- Task brief -
When you have gone through the entries below, state how many lines include the word "push" and write nothing else.
(Beginning of Supplied entries)
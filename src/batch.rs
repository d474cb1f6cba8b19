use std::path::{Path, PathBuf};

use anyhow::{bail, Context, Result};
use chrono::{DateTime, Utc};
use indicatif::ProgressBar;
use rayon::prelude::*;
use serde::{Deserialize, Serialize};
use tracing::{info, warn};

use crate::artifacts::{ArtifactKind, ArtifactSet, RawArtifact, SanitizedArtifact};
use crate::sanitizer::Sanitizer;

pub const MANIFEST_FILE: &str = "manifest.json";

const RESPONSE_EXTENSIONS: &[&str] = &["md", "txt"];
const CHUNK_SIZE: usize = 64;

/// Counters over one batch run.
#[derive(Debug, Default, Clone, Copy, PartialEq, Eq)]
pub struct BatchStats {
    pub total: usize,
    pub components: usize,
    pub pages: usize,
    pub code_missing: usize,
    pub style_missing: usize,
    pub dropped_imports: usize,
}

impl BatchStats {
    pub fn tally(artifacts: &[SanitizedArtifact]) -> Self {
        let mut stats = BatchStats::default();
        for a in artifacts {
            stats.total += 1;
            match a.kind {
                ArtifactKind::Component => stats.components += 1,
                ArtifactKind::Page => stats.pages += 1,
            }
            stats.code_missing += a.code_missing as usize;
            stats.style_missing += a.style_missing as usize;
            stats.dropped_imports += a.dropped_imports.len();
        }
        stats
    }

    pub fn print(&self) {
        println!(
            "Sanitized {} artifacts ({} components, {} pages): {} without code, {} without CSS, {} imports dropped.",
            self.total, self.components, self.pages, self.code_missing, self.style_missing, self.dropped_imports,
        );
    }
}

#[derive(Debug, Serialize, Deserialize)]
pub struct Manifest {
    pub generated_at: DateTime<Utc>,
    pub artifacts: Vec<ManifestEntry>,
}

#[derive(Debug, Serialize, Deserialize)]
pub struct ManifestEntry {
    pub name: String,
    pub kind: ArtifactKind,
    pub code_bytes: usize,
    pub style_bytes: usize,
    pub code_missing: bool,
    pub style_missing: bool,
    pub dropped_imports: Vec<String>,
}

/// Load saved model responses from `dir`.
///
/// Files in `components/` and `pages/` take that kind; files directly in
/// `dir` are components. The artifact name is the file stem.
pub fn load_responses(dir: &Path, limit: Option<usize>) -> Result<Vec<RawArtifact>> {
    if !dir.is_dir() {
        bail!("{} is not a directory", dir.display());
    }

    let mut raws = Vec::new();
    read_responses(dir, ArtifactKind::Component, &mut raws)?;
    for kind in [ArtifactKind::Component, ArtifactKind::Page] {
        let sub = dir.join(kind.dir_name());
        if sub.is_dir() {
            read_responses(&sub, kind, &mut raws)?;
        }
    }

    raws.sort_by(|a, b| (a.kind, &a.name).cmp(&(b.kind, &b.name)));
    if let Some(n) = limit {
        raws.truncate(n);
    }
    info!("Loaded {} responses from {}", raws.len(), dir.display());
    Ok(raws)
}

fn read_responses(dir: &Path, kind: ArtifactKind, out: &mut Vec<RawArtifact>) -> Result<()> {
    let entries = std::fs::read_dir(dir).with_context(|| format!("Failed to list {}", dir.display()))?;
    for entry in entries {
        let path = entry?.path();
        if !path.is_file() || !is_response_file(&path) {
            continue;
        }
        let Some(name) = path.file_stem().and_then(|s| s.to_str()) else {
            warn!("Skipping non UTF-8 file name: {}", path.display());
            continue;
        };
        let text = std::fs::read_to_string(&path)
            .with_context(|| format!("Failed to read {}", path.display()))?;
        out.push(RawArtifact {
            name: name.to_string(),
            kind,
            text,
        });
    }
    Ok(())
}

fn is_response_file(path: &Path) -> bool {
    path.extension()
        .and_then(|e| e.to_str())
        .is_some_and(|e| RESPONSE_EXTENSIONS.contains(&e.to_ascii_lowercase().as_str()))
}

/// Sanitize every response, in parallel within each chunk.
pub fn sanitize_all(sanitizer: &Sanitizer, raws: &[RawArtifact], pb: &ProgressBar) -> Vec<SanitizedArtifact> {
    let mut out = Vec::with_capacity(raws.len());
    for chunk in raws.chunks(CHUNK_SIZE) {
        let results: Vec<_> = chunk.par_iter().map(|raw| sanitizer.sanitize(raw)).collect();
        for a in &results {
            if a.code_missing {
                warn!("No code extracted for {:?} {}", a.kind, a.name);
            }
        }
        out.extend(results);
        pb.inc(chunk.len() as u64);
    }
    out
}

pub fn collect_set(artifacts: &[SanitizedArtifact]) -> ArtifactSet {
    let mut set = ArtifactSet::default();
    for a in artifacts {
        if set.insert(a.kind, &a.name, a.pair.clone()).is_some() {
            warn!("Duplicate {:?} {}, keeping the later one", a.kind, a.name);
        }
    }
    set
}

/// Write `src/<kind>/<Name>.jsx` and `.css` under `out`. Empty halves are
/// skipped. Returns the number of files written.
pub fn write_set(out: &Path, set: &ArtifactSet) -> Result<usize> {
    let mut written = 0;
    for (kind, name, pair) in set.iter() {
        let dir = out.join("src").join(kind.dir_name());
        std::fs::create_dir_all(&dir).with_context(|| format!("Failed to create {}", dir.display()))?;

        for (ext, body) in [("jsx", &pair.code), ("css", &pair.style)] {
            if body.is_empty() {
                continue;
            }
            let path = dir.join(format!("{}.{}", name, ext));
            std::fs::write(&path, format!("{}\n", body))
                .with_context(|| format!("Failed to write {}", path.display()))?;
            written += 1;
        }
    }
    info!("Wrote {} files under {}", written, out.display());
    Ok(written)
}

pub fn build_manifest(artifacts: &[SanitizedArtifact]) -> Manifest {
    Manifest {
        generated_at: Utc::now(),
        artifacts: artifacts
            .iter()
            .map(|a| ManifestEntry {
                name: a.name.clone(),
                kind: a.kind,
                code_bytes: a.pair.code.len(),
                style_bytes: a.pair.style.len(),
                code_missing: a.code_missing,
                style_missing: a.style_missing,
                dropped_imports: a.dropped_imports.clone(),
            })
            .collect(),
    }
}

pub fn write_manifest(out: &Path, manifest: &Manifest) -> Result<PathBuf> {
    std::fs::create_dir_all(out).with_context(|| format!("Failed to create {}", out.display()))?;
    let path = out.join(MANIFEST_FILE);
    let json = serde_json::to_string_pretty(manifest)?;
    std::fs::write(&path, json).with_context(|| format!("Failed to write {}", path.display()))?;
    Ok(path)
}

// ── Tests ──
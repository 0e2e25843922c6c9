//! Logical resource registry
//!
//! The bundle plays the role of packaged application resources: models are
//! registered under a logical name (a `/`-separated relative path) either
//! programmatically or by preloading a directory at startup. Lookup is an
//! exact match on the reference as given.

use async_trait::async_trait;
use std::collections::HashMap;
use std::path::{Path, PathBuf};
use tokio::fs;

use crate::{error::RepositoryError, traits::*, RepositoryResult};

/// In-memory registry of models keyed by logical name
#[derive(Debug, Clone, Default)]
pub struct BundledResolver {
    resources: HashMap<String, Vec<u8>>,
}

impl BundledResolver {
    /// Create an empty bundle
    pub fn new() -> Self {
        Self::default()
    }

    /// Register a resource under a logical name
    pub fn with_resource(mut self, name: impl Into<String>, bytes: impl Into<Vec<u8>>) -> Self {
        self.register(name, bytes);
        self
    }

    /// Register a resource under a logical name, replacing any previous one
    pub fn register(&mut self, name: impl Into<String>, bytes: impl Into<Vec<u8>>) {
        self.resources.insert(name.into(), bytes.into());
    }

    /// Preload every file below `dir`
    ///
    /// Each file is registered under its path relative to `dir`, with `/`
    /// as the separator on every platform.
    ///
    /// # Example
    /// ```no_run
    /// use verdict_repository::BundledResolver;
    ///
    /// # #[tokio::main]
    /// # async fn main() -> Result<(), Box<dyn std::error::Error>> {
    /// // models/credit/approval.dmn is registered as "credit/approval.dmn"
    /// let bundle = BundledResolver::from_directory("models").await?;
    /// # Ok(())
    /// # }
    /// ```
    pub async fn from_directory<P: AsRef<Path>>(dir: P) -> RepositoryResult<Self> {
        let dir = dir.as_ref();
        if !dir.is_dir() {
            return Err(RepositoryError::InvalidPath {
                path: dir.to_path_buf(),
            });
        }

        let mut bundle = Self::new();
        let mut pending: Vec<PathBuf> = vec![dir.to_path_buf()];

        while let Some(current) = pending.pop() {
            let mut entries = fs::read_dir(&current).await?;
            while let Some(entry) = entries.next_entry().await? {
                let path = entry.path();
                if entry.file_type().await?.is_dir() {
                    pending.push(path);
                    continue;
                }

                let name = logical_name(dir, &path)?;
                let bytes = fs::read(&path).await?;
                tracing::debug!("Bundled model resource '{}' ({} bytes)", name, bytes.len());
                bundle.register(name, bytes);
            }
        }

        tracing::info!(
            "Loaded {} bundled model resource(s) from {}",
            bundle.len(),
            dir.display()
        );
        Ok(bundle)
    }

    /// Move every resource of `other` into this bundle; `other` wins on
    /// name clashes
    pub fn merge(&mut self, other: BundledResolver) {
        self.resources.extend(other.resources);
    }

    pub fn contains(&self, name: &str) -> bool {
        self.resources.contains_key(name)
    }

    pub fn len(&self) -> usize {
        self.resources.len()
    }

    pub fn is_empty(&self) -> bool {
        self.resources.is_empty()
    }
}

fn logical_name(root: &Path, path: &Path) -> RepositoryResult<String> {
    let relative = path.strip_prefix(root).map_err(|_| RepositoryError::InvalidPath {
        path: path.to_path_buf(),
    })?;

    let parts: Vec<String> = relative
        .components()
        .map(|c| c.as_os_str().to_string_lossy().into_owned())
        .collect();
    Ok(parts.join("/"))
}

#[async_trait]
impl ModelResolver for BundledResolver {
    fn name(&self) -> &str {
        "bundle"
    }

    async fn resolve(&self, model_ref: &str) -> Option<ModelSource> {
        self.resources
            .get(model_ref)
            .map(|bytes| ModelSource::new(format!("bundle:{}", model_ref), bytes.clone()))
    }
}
(End of Supplied entries)
- Result of this task -
2